## Problem details
Count the lines of data below that include "samples". Provide only the number.

++++++++++

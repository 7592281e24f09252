use crate::arena::Graph;
use crate::error::MicrogradError;
use crate::value::Value;
use rand::distributions::{Distribution, Uniform};
use rand::Rng;
use rand_distr::Normal;

/// Parameter initialisation scheme.
#[derive(Debug, Clone, Copy, PartialEq)]
pub enum Init {
    /// Uniform on `[low, high)`.
    Uniform { low: f64, high: f64 },
    /// Gaussian with the given mean and standard deviation.
    Normal { mean: f64, std: f64 },
}

impl Default for Init {
    /// `Uniform(-1, 1)`.
    fn default() -> Self {
        Init::Uniform {
            low: -1.0,
            high: 1.0,
        }
    }
}

impl Init {
    /// Checks the distribution parameters.
    pub fn validate(&self) -> Result<(), MicrogradError> {
        match *self {
            Init::Uniform { low, high } => {
                if !(low.is_finite() && high.is_finite() && low < high) {
                    return Err(MicrogradError::InvalidArgument(format!(
                        "uniform init requires finite low < high, got [{}, {})",
                        low, high
                    )));
                }
            }
            Init::Normal { mean, std } => {
                if !(mean.is_finite() && std.is_finite() && std >= 0.0) {
                    return Err(MicrogradError::InvalidArgument(format!(
                        "normal init requires finite mean and std >= 0, got mean={} std={}",
                        mean, std
                    )));
                }
            }
        }
        Ok(())
    }

    /// Draws `n` samples.
    pub fn sample<R: Rng + ?Sized>(&self, n: usize, rng: &mut R) -> Result<Vec<f64>, MicrogradError> {
        self.validate()?;
        let samples = match *self {
            Init::Uniform { low, high } => {
                let dist = Uniform::new(low, high);
                (0..n).map(|_| dist.sample(rng)).collect()
            }
            Init::Normal { mean, std } => {
                let dist = Normal::new(mean, std)
                    .map_err(|e| MicrogradError::InvalidArgument(e.to_string()))?;
                (0..n).map(|_| dist.sample(rng)).collect()
            }
        };
        Ok(samples)
    }

    /// Creates `n` fresh leaves in `graph` filled from this distribution.
    pub fn leaves<'g, R: Rng + ?Sized>(
        &self,
        graph: &'g Graph,
        n: usize,
        rng: &mut R,
    ) -> Result<Vec<Value<'g>>, MicrogradError> {
        Ok(graph.values(&self.sample(n, rng)?))
    }
}

#[cfg(test)]
#[path = "init_test.rs"]
mod tests;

++++++++++

## Worked solution
3